If no base URL is set, Clawdbot chooses a default based on the API key source:
- `PERPLEXITY_API_KEY` or `pplx-...``https://api.perplexity.ai`
- `OPENROUTER_API_KEY` or `sk-or-...``https://openrouter.ai/api/v1`
- Unknown key formats → OpenRouter (safe fallback)
### Available Perplexity models
| Model | Description | Best for |
|-------|-------------|----------|
| `perplexity/sonar` | Fast Q&A with web search | Quick lookups |
| `perplexity/sonar-pro` (default) | Multi-step reasoning with web search | Complex questions |
| `perplexity/sonar-reasoning-pro` | Chain-of-thought analysis | Deep research |
## web_search
Search the web using your configured provider.
### Requirements
- `tools.web.search.enabled` must not be `false` (default: enabled)
- API key for your chosen provider:
- **Brave**: `BRAVE_API_KEY` or `tools.web.search.apiKey`
- **Perplexity**: `OPENROUTER_API_KEY`, `PERPLEXITY_API_KEY`, or `tools.web.search.perplexity.apiKey`
### Config
```json5
{
tools: {
web: {
search: {
enabled: true,
apiKey: "BRAVE_API_KEY_HERE", // optional if BRAVE_API_KEY is set
maxResults: 5,
timeoutSeconds: 30,
cacheTtlMinutes: 15
}
}
}
}
```
### Tool parameters
- `query` (required)
- `count` (110; default from config)
- `country` (optional): 2-letter country code for region-specific results (e.g., "DE", "US", "ALL"). If omitted, Brave chooses its default region.
- `search_lang` (optional): ISO language code for search results (e.g., "de", "en", "fr")
- `ui_lang` (optional): ISO language code for UI elements
**Examples:**
```javascript
// German-specific search
await web_search({
query: "TV online schauen",
count: 10,
country: "DE",
search_lang: "de"
});
// French search with French UI
await web_search({
query: "actualités",
country: "FR",
search_lang: "fr",
ui_lang: "fr"
});
```
## web_fetch
Fetch a URL and extract readable content.
### Requirements
- `tools.web.fetch.enabled` must not be `false` (default: enabled)
- Optional Firecrawl fallback: set `tools.web.fetch.firecrawl.apiKey` or `FIRECRAWL_API_KEY`.
### Config
```json5
{
tools: {
web: {
fetch: {
enabled: true,
maxChars: 50000,
timeoutSeconds: 30,
cacheTtlMinutes: 15,
maxRedirects: 3,
userAgent: "Mozilla/5.0 (Macintosh; Intel Mac OS X 14_7_2) AppleWebKit/537.36 (KHTML, like Gecko) Chrome/122.0.0.0 Safari/537.36",
readability: true,
firecrawl: {
enabled: true,
apiKey: "FIRECRAWL_API_KEY_HERE", // optional if FIRECRAWL_API_KEY is set
baseUrl: "https://api.firecrawl.dev",
onlyMainContent: true,
maxAgeMs: 86400000, // ms (1 day)
timeoutSeconds: 60
}
}
}
}
}
```
### Tool parameters
- `url` (required, http/https only)
- `extractMode` (`markdown` | `text`)
- `maxChars` (truncate long pages)
Notes:
- `web_fetch` uses Readability (main-content extraction) first, then Firecrawl (if configured).
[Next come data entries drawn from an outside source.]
use std::collections::HashSet;
use std::path::Path;

use anyhow::Result;

use crate::models::Dependency;

pub mod go;
pub mod node;
pub mod rust;

/// Enumerates the vendored dependencies of one ecosystem in a project.
pub trait Analyzer {
    fn analyze(&self, path: &Path) -> Result<Vec<Dependency>>;
}

/// Drop later duplicates of the same import identifier, keeping order.
fn dedup_by_name(deps: Vec<Dependency>) -> Vec<Dependency> {
    let mut seen: HashSet<String> = HashSet::new();
    deps.into_iter()
        .filter(|d| seen.insert(d.name.clone()))
        .collect()
}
If both fail, the tool returns an error.
- Firecrawl requests use bot-circumvention mode and cache results by default.
- `web_fetch` sends a Chrome-like User-Agent and `Accept-Language` by default; override `userAgent` if needed.
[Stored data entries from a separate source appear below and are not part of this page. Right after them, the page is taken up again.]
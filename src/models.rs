use std::path::PathBuf;

use serde::Serialize;

use crate::error::ClassifyError;

/// A vendored dependency discovered by an [`Analyzer`](crate::analyzer::Analyzer),
/// with the classification filled in once it has been scanned.
#[derive(Debug, Clone, Serialize)]
pub struct Dependency {
    /// Ecosystem-specific import identifier (Go package path, crate name, npm name).
    pub name: String,
    pub version: Option<String>,
    pub ecosystem: Ecosystem,
    /// Directory the dependency's sources live in.
    pub dir: PathBuf,
    pub status: LicenseStatus,
    pub license_type: String,
    /// Directory the verdict was produced at.
    pub license_dir: Option<PathBuf>,
    pub error: Option<String>,
}

impl Dependency {
    pub fn new(name: String, version: Option<String>, ecosystem: Ecosystem, dir: PathBuf) -> Self {
        Dependency {
            name,
            version,
            ecosystem,
            dir,
            status: LicenseStatus::NoLicense,
            license_type: crate::license::UNKNOWN_LICENSE.to_string(),
            license_dir: None,
            error: None,
        }
    }

    /// Record the outcome of a classification on this dependency.
    pub fn apply(&mut self, classification: Classification) {
        self.status = classification.status;
        self.license_type = classification.license_type;
        self.license_dir = Some(classification.path);
        self.error = classification
            .error
            .map(|e| format!("{:#}", anyhow::Error::new(e)));
    }
}

/// Outcome of classifying one directory tree.
#[derive(Debug, Clone, Copy, PartialEq, Eq, Hash, Serialize)]
#[serde(rename_all = "snake_case")]
pub enum LicenseStatus {
    /// Nothing found; the only status that lets the ancestor walk continue.
    NoLicense,
    Allowed,
    Banned,
    /// A license file exists but its type could not be recognized.
    Unknown,
    /// Recognized, but neither whitelisted nor blacklisted.
    Marginal,
}

impl LicenseStatus {
    /// Statuses that make the run exit non-zero.
    pub fn is_failure(&self) -> bool {
        matches!(
            self,
            LicenseStatus::Banned | LicenseStatus::Unknown | LicenseStatus::NoLicense
        )
    }
}

impl std::fmt::Display for LicenseStatus {
    fn fmt(&self, f: &mut std::fmt::Formatter<'_>) -> std::fmt::Result {
        match self {
            LicenseStatus::NoLicense => write!(f, "no license"),
            LicenseStatus::Allowed => write!(f, "allowed"),
            LicenseStatus::Banned => write!(f, "banned"),
            LicenseStatus::Unknown => write!(f, "unknown"),
            LicenseStatus::Marginal => write!(f, "marginal"),
        }
    }
}

/// Result of [`Classifier::classify`](crate::license::classifier::Classifier::classify).
#[derive(Debug)]
pub struct Classification {
    pub status: LicenseStatus,
    /// Directory the verdict was produced at, or the starting directory when
    /// nothing was found.
    pub path: PathBuf,
    pub license_type: String,
    pub error: Option<ClassifyError>,
}

#[derive(Debug, Clone, PartialEq, Eq, Serialize)]
pub enum Ecosystem {
    Go,
    Rust,
    Node,
}

impl std::fmt::Display for Ecosystem {
    fn fmt(&self, f: &mut std::fmt::Formatter<'_>) -> std::fmt::Result {
        match self {
            Ecosystem::Go => write!(f, "Go"),
            Ecosystem::Rust => write!(f, "Rust"),
            Ecosystem::Node => write!(f, "Node"),
        }
    }
}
- `web_fetch` blocks private/internal hostnames and re-checks redirects (limit with `maxRedirects`).
- `web_fetch` is best-effort extraction; some sites will need the browser tool.
- See [Firecrawl](/tools/firecrawl) for key setup and service details.
- Responses are cached (default 15 minutes) to reduce repeated fetches.
- If you use tool profiles/allowlists, add `web_search`/`web_fetch` or `group:web`.
- If the Brave key is missing, `web_search` returns a short setup hint with a docs link.